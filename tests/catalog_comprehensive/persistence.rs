//! Backing-document behavior: reopen, normalization, load policy.

use cinedb::{Catalog, CatalogError, DeleteSelector, Movie, StoreConfig};
use tempfile::TempDir;

use crate::test_utils::{draft, init_tracing, open_seeded};

#[test]
fn mutations_survive_reopen() {
    init_tracing();
    let dir = TempDir::new().unwrap();
    let path = dir.path().join("catalog.json");

    {
        let catalog = Catalog::open(StoreConfig::at(&path)).unwrap();
        catalog.create(draft("A")).unwrap();
        catalog.create(draft("B")).unwrap();
        catalog.delete(&DeleteSelector::by_title("A")).unwrap();
    }

    let reopened = Catalog::open(StoreConfig::at(&path)).unwrap();
    assert_eq!(reopened.len(), 1);
    assert_eq!(reopened.movies(None, None)[0].title, "B");
}

#[test]
fn joined_strings_are_normalized_and_written_back_as_lists() {
    let (dir, catalog) = open_seeded(
        r#"[{"id":1,"title":"X","genre":"Action, Drama","actors":"A, B ,"}]"#,
    );

    let record = catalog.movie(1).unwrap();
    assert_eq!(record.genre, vec!["Action", "Drama"]);
    assert_eq!(record.actors, vec!["A", "B"]);

    // Any mutation rewrites the document with list-shaped fields.
    catalog.create(draft("Y")).unwrap();
    let raw = std::fs::read(dir.path().join("catalog.json")).unwrap();
    let doc: serde_json::Value = serde_json::from_slice(&raw).unwrap();
    assert_eq!(doc[0]["genre"], serde_json::json!(["Action", "Drama"]));
    assert_eq!(doc[0]["actors"], serde_json::json!(["A", "B"]));
}

#[test]
fn fail_open_hides_a_malformed_document() {
    init_tracing();
    let dir = TempDir::new().unwrap();
    let path = dir.path().join("catalog.json");
    std::fs::write(&path, "]]garbage[[").unwrap();

    let catalog = Catalog::open(StoreConfig::at(&path)).unwrap();
    assert!(catalog.is_empty());
}

#[test]
fn strict_policy_surfaces_a_malformed_document() {
    init_tracing();
    let dir = TempDir::new().unwrap();
    let path = dir.path().join("catalog.json");
    std::fs::write(&path, "]]garbage[[").unwrap();

    let err = Catalog::open(StoreConfig::at(&path).strict()).unwrap_err();
    assert!(matches!(err, CatalogError::Malformed(_)));
}

#[test]
fn every_mutation_rewrites_the_whole_document() {
    // Persistence is a full overwrite in place: after each mutation the
    // document on disk equals the entire live collection, nothing appended
    // or journaled. A crash mid-write corrupting the file is out of scope;
    // this pins the overwrite semantics.
    let (dir, catalog) = open_seeded(r#"[{"id":1,"title":"A"},{"id":2,"title":"B"}]"#);
    catalog.delete(&DeleteSelector::by_id(1)).unwrap();

    let raw = std::fs::read(dir.path().join("catalog.json")).unwrap();
    let doc: Vec<Movie> = serde_json::from_slice(&raw).unwrap();
    assert_eq!(doc.len(), 1);
    assert_eq!(doc[0].id, 2);
}
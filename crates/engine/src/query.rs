//! Read-only views over the store's current snapshot.
//!
//! Every operation is a pure function of the collection and its arguments.
//! String predicates match case-insensitively; `year` is exact. Predicates
//! combine with AND semantics: a record must satisfy every supplied
//! predicate, and omitted predicates are not applied.

use std::sync::Arc;

use cinedb_core::Movie;
use cinedb_store::CatalogStore;

/// Default count for ranked top-N queries.
pub const DEFAULT_TOP_N: usize = 10;

/// Year substituted for records without one under [`RankKey::Earliest`],
/// so they sort last in ascending order.
const MISSING_YEAR_LAST: i32 = 9999;

// =============================================================================
// Filtering
// =============================================================================

/// A set of independently combinable filter predicates.
///
/// Empty-string `title`/`director`/`actor` and an empty `genres` list are
/// treated as absent predicates, matching the historical front-end behavior.
#[derive(Debug, Clone, Default)]
pub struct SearchFilter {
    /// Case-insensitive substring match on the title.
    pub title: Option<String>,
    /// Match if ANY requested genre is present in the record's genre list.
    pub genres: Vec<String>,
    /// Exact release-year equality.
    pub year: Option<i32>,
    /// Case-insensitive substring match on the director.
    pub director: Option<String>,
    /// Case-insensitive substring match against any element of `actors`.
    pub actor: Option<String>,
    /// Inclusive lower rating bound.
    pub min_rating: Option<f64>,
    /// Inclusive upper rating bound.
    pub max_rating: Option<f64>,
}

impl SearchFilter {
    pub fn new() -> Self {
        Self::default()
    }

    pub fn title(mut self, title: impl Into<String>) -> Self {
        self.title = Some(title.into());
        self
    }

    pub fn genre(mut self, genre: impl Into<String>) -> Self {
        self.genres.push(genre.into());
        self
    }

    pub fn year(mut self, year: i32) -> Self {
        self.year = Some(year);
        self
    }

    pub fn director(mut self, director: impl Into<String>) -> Self {
        self.director = Some(director.into());
        self
    }

    pub fn actor(mut self, actor: impl Into<String>) -> Self {
        self.actor = Some(actor.into());
        self
    }

    pub fn min_rating(mut self, min: f64) -> Self {
        self.min_rating = Some(min);
        self
    }

    pub fn max_rating(mut self, max: f64) -> Self {
        self.max_rating = Some(max);
        self
    }

    /// True when the record satisfies every supplied predicate.
    pub fn matches(&self, movie: &Movie) -> bool {
        if let Some(needle) = non_empty(&self.title) {
            if !contains_ci(&movie.title, needle) {
                return false;
            }
        }

        if !self.genres.is_empty() {
            let any = self.genres.iter().any(|wanted| {
                movie
                    .genre
                    .iter()
                    .any(|have| have.to_lowercase() == wanted.to_lowercase())
            });
            if !any {
                return false;
            }
        }

        if let Some(year) = self.year {
            if movie.year != Some(year) {
                return false;
            }
        }

        if let Some(needle) = non_empty(&self.director) {
            if !contains_ci(&movie.director, needle) {
                return false;
            }
        }

        if let Some(needle) = non_empty(&self.actor) {
            if !movie.actors.iter().any(|actor| contains_ci(actor, needle)) {
                return false;
            }
        }

        if let Some(min) = self.min_rating {
            if movie.rating < min {
                return false;
            }
        }

        if let Some(max) = self.max_rating {
            if movie.rating > max {
                return false;
            }
        }

        true
    }
}

fn non_empty(value: &Option<String>) -> Option<&str> {
    value.as_deref().filter(|s| !s.is_empty())
}

fn contains_ci(haystack: &str, needle: &str) -> bool {
    haystack.to_lowercase().contains(&needle.to_lowercase())
}

// =============================================================================
// Ranking
// =============================================================================

/// Sort key for ranked top-N queries.
///
/// Missing numeric keys coalesce to 0, except [`RankKey::Earliest`] which
/// coalesces a missing year to 9999 so undated records sort last. Every key
/// sorts descending except `Earliest`. Sorts are stable: records with equal
/// keys keep their relative store order.
#[derive(Debug, Clone, Copy, PartialEq, Eq)]
pub enum RankKey {
    Rating,
    Revenue,
    /// Newest release year first.
    Latest,
    /// Oldest release year first (the only ascending key).
    Earliest,
    Runtime,
    Votes,
}

impl RankKey {
    fn value(self, movie: &Movie) -> f64 {
        match self {
            RankKey::Rating => movie.rating,
            RankKey::Revenue => movie.revenue,
            RankKey::Latest => f64::from(movie.year.unwrap_or(0)),
            RankKey::Earliest => f64::from(movie.year.unwrap_or(MISSING_YEAR_LAST)),
            RankKey::Runtime => f64::from(movie.runtime.unwrap_or(0)),
            RankKey::Votes => movie.votes as f64,
        }
    }

    fn ascending(self) -> bool {
        matches!(self, RankKey::Earliest)
    }
}

// =============================================================================
// Pure functions over a snapshot
// =============================================================================

/// Filter the collection, preserving store order.
pub fn search(movies: &[Movie], filter: &SearchFilter) -> Vec<Movie> {
    movies.iter().filter(|m| filter.matches(m)).cloned().collect()
}

/// Slice the collection: `offset` applied before `limit`, no clamping.
///
/// An offset beyond the collection length yields an empty result; a limit
/// larger than the remainder returns all remaining records.
pub fn page(movies: &[Movie], offset: Option<usize>, limit: Option<usize>) -> Vec<Movie> {
    let skipped = movies.iter().skip(offset.unwrap_or(0));
    match limit {
        Some(limit) => skipped.take(limit).cloned().collect(),
        None => skipped.cloned().collect(),
    }
}

/// Stable sort-and-truncate over the full collection.
pub fn top_n(movies: &[Movie], key: RankKey, limit: usize) -> Vec<Movie> {
    let mut ranked = movies.to_vec();
    if key.ascending() {
        ranked.sort_by(|a, b| key.value(a).total_cmp(&key.value(b)));
    } else {
        ranked.sort_by(|a, b| key.value(b).total_cmp(&key.value(a)));
    }
    ranked.truncate(limit);
    ranked
}

/// Mean rating across records carrying the genre; 0.0 when none match.
pub fn average_rating_by_genre(movies: &[Movie], genre: &str) -> f64 {
    let filter = SearchFilter::new().genre(genre);
    let matched: Vec<&Movie> = movies.iter().filter(|m| filter.matches(m)).collect();
    if matched.is_empty() {
        return 0.0;
    }
    matched.iter().map(|m| m.rating).sum::<f64>() / matched.len() as f64
}

/// Count of records whose director substring-matches the given name.
pub fn count_by_director(movies: &[Movie], director: &str) -> usize {
    let filter = SearchFilter::new().director(director);
    movies.iter().filter(|m| filter.matches(m)).count()
}

/// Total revenue across records released in the given year; 0.0 when none.
pub fn revenue_by_year(movies: &[Movie], year: i32) -> f64 {
    movies
        .iter()
        .filter(|m| m.year == Some(year))
        .map(|m| m.revenue)
        .sum()
}

// =============================================================================
// Facade
// =============================================================================

/// Read-only facade over a shared [`CatalogStore`].
///
/// Stateless: holds only the store reference, so `Clone` is cheap and all
/// instances observe the same collection. Each method takes the shared lock
/// once and computes against that snapshot.
#[derive(Debug, Clone)]
pub struct CatalogQueries {
    store: Arc<CatalogStore>,
}

impl CatalogQueries {
    pub fn new(store: Arc<CatalogStore>) -> Self {
        Self { store }
    }

    /// Full collection in store order, optionally sliced.
    pub fn all(&self, offset: Option<usize>, limit: Option<usize>) -> Vec<Movie> {
        page(&self.store.read(), offset, limit)
    }

    /// Single record by id.
    pub fn get(&self, id: u64) -> Option<Movie> {
        self.store.read().iter().find(|m| m.id == id).cloned()
    }

    /// First record whose title matches case-insensitively and exactly.
    pub fn get_by_title(&self, title: &str) -> Option<Movie> {
        self.store
            .read()
            .iter()
            .find(|m| m.title_equals(title))
            .cloned()
    }

    /// AND-combined predicate search, optionally truncated.
    pub fn search(&self, filter: &SearchFilter, limit: Option<usize>) -> Vec<Movie> {
        let mut results = search(&self.store.read(), filter);
        if let Some(limit) = limit {
            results.truncate(limit);
        }
        results
    }

    /// Ranked top-N; `limit` defaults to [`DEFAULT_TOP_N`].
    pub fn top_n(&self, key: RankKey, limit: Option<usize>) -> Vec<Movie> {
        top_n(&self.store.read(), key, limit.unwrap_or(DEFAULT_TOP_N))
    }

    pub fn top_rated(&self, limit: Option<usize>) -> Vec<Movie> {
        self.top_n(RankKey::Rating, limit)
    }

    pub fn top_revenue(&self, limit: Option<usize>) -> Vec<Movie> {
        self.top_n(RankKey::Revenue, limit)
    }

    pub fn latest(&self, limit: Option<usize>) -> Vec<Movie> {
        self.top_n(RankKey::Latest, limit)
    }

    pub fn earliest(&self, limit: Option<usize>) -> Vec<Movie> {
        self.top_n(RankKey::Earliest, limit)
    }

    pub fn longest(&self, limit: Option<usize>) -> Vec<Movie> {
        self.top_n(RankKey::Runtime, limit)
    }

    pub fn most_voted(&self, limit: Option<usize>) -> Vec<Movie> {
        self.top_n(RankKey::Votes, limit)
    }

    pub fn by_director(&self, director: &str) -> Vec<Movie> {
        self.search(&SearchFilter::new().director(director), None)
    }

    pub fn by_actor(&self, actor: &str) -> Vec<Movie> {
        self.search(&SearchFilter::new().actor(actor), None)
    }

    pub fn by_year(&self, year: i32) -> Vec<Movie> {
        self.search(&SearchFilter::new().year(year), None)
    }

    pub fn by_genre(&self, genre: &str) -> Vec<Movie> {
        self.search(&SearchFilter::new().genre(genre), None)
    }

    pub fn average_rating_by_genre(&self, genre: &str) -> f64 {
        average_rating_by_genre(&self.store.read(), genre)
    }

    pub fn count_by_director(&self, director: &str) -> usize {
        count_by_director(&self.store.read(), director)
    }

    pub fn revenue_by_year(&self, year: i32) -> f64 {
        revenue_by_year(&self.store.read(), year)
    }
}
//! Create / partial-update / delete against the shared store.
//!
//! Every mutation holds the store's exclusive lock for the whole
//! read-modify-write-persist sequence. Expected conditions (target not
//! found, missing identifier) are outcome variants, never errors; the only
//! hard error is persistence I/O failure, which means the in-memory change
//! is not durable.

use std::sync::Arc;

use tracing::debug;

use cinedb_core::{Movie, MovieDraft, MoviePatch, Result};
use cinedb_store::CatalogStore;

/// How a mutation concluded.
#[derive(Debug, Clone, Copy, PartialEq, Eq)]
pub enum MutationStatus {
    /// The mutation ran and was persisted.
    Applied,
    /// The target record does not exist.
    NotFound,
    /// Delete was called with neither an id nor a title.
    MissingIdentifier,
}

/// Outcome of a mutation: the affected record (if any), a status, and a
/// human-readable message.
#[derive(Debug, Clone, PartialEq)]
pub struct MutationOutcome {
    /// Created, updated, or removed record; `None` unless the mutation
    /// applied.
    pub movie: Option<Movie>,
    pub status: MutationStatus,
    pub message: String,
}

impl MutationOutcome {
    fn applied(movie: Movie, message: impl Into<String>) -> Self {
        Self {
            movie: Some(movie),
            status: MutationStatus::Applied,
            message: message.into(),
        }
    }

    fn not_found(message: impl Into<String>) -> Self {
        Self {
            movie: None,
            status: MutationStatus::NotFound,
            message: message.into(),
        }
    }

    fn missing_identifier() -> Self {
        Self {
            movie: None,
            status: MutationStatus::MissingIdentifier,
            message: "either id or title must be provided".to_string(),
        }
    }

    /// True when the mutation applied.
    pub fn succeeded(&self) -> bool {
        self.status == MutationStatus::Applied
    }
}

/// Identifies the record a delete targets: id, title, or both.
///
/// When both are given the title wins, matching the historical front end.
/// Title matching is case-insensitive and exact; with duplicate titles only
/// the first match in store order is removed.
#[derive(Debug, Clone, Default)]
pub struct DeleteSelector {
    pub id: Option<u64>,
    pub title: Option<String>,
}

impl DeleteSelector {
    pub fn by_id(id: u64) -> Self {
        Self {
            id: Some(id),
            title: None,
        }
    }

    pub fn by_title(title: impl Into<String>) -> Self {
        Self {
            id: None,
            title: Some(title.into()),
        }
    }
}

/// Mutation facade over a shared [`CatalogStore`].
///
/// Stateless: holds only the store reference; `Clone` is cheap and all
/// instances serialize through the same lock.
#[derive(Debug, Clone)]
pub struct CatalogMutations {
    store: Arc<CatalogStore>,
}

impl CatalogMutations {
    pub fn new(store: Arc<CatalogStore>) -> Self {
        Self { store }
    }

    /// Assign the next id, append the record, persist.
    ///
    /// The id is recomputed from the live collection under the write lock,
    /// so deleting the highest-id record releases its id to the next create.
    pub fn create(&self, draft: MovieDraft) -> Result<MutationOutcome> {
        let mut movies = self.store.write();
        let id = CatalogStore::next_id_in(&movies);
        let movie = draft.into_movie(id);
        movies.push(movie.clone());
        self.store.persist(&movies)?;
        debug!(id, "movie created");
        Ok(MutationOutcome::applied(movie, "movie created"))
    }

    /// Merge the patch's supplied fields into the record with the given id.
    pub fn update(&self, id: u64, patch: &MoviePatch) -> Result<MutationOutcome> {
        let mut movies = self.store.write();
        let Some(pos) = movies.iter().position(|m| m.id == id) else {
            return Ok(MutationOutcome::not_found(format!("movie {id} not found")));
        };
        patch.apply(&mut movies[pos]);
        let updated = movies[pos].clone();
        self.store.persist(&movies)?;
        debug!(id, "movie updated");
        Ok(MutationOutcome::applied(updated, "movie updated"))
    }

    /// Remove the first record matching the selector, persist, and return it.
    pub fn delete(&self, selector: &DeleteSelector) -> Result<MutationOutcome> {
        let mut movies = self.store.write();

        let pos = if let Some(title) = selector.title.as_deref().filter(|t| !t.is_empty()) {
            movies.iter().position(|m| m.title_equals(title))
        } else if let Some(id) = selector.id {
            movies.iter().position(|m| m.id == id)
        } else {
            return Ok(MutationOutcome::missing_identifier());
        };

        let Some(pos) = pos else {
            return Ok(MutationOutcome::not_found("movie not found"));
        };

        let removed = movies.remove(pos);
        self.store.persist(&movies)?;
        debug!(id = removed.id, "movie deleted");
        Ok(MutationOutcome::applied(removed, "movie deleted"))
    }
}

» **About this exercise**
Lines of the material in which the word "haystack" occurs are to be copied out.

» **Solution for this exercise**
fn contains_ci(haystack: &str, needle: &str) -> bool {
    haystack.to_lowercase().contains(&needle.to_lowercase())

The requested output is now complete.